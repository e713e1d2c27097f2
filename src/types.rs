//! Common types used by the quantizer, the pipeline and the writer

/// An RGB color triple
pub type Rgb = [u8; 3];

/// Disposal method
#[derive(Debug, Copy, Clone, PartialEq, Eq)]
#[repr(u8)]
pub enum DisposalMethod {
    /// Decoder is not required to take any action.
    Any = 0,
    /// Do not dispose.
    Keep = 1,
    /// Restore to background color.
    Background = 2,
    /// Restore to previous.
    Previous = 3,
}

impl DisposalMethod {
    pub fn from_u8(n: u8) -> Option<DisposalMethod> {
        match n {
            0 => Some(DisposalMethod::Any),
            1 => Some(DisposalMethod::Keep),
            2 => Some(DisposalMethod::Background),
            3 => Some(DisposalMethod::Previous),
            _ => None,
        }
    }

    /// Disposal used when none was configured explicitly.
    pub(crate) fn default_for(transparent: bool) -> DisposalMethod {
        if transparent {
            DisposalMethod::Background
        } else {
            DisposalMethod::Any
        }
    }
}

/// Known block types
enum_from_primitive! {
#[derive(Debug, Copy, Clone, PartialEq, Eq)]
pub enum Block {
    Image = 0x2C,
    Extension = 0x21,
    Trailer = 0x3B
}
}

/// Known GIF extensions
enum_from_primitive! {
#[derive(Debug, Copy, Clone, PartialEq, Eq)]
pub enum Extension {
    Text = 0x01,
    Control = 0xF9,
    Comment = 0xFE,
    Application = 0xFF
}
}
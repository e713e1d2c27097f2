//! # Animated GIF encoding with per-frame palettes
//!
//! Every frame is reduced to its own 256 color palette by a NeuQuant neural
//! network quantizer. Quantization of different frames may run concurrently
//! and finish in any order, the [`Pipeline`] writes them strictly by frame
//! index.
//!
//! ```
//! use neugif::{Pipeline, Repeat, FrameRate, HasParameters};
//!
//! let mut pipeline: Pipeline<Vec<u8>> = Pipeline::new();
//! pipeline.set(Repeat::Infinite).set(FrameRate(25.0));
//! pipeline.start(Vec::new(), 4, 4).unwrap();
//! for shade in [0u8, 128, 255].iter() {
//!     pipeline.spawn(vec![*shade; 4 * 4 * 3]).unwrap();
//! }
//! pipeline.finish().unwrap();
//! pipeline.run_to_end().unwrap();
//! let gif = pipeline.into_inner().unwrap();
//! assert_eq!(&gif[..6], b"GIF89a");
//! ```

#[macro_use]
extern crate enum_primitive;

mod error;
mod params;
mod pipeline;
pub mod quant;
mod traits;
mod types;
pub mod writer;

pub use crate::error::{EncodingError, Result};
pub use crate::traits::{HasParameters, Parameter};
pub use crate::types::{Block, DisposalMethod, Extension, Rgb};

/// Stream configuration parameters
pub use crate::params::{Delay, FrameRate, Quality, Repeat, Settings, Transparent};

pub use crate::pipeline::{Pipeline, Poll, State};
pub use crate::quant::{CancellationToken, Interrupt, Quantized};
pub use crate::writer::{Compress, Encoder, Lzw};

#[cfg(test)]
#[test]
fn round_trip() {
    // left half black, right half white
    let pixels: Vec<u8> = (0..32 * 32)
        .flat_map(|i| if i % 32 < 16 { [0, 0, 0] } else { [255, 255, 255] })
        .collect();
    let pipeline = Pipeline::new();
    pipeline.start(Vec::new(), 32, 32).unwrap();
    pipeline.submit(&pixels).unwrap();
    pipeline.finish().unwrap();
    pipeline.run_to_end().unwrap();
    let data = pipeline.into_inner().unwrap();

    let mut options = gif::DecodeOptions::new();
    options.set_color_output(gif::ColorOutput::Indexed);
    let mut decoder = options.read_info(&*data).unwrap();
    let palette = decoder.global_palette().unwrap().to_vec();
    assert_eq!(palette.len(), 768);
    let frame = decoder.read_next_frame().unwrap().unwrap().clone();
    assert_eq!((frame.width, frame.height), (32, 32));
    for (px, &idx) in pixels.chunks(3).zip(frame.buffer.iter()) {
        let entry = &palette[idx as usize * 3..idx as usize * 3 + 3];
        for c in 0..3 {
            assert!((px[c] as i32 - entry[c] as i32).abs() <= 8);
        }
    }
    assert!(decoder.read_next_frame().unwrap().is_none());
}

..........

> **WHAT THIS TASK INVOLVES**
Each line above that has the word "Restore" must be copied.

> **OUTPUT OF THE EXERCISE**
    /// Restore to background color.
    /// Restore to previous.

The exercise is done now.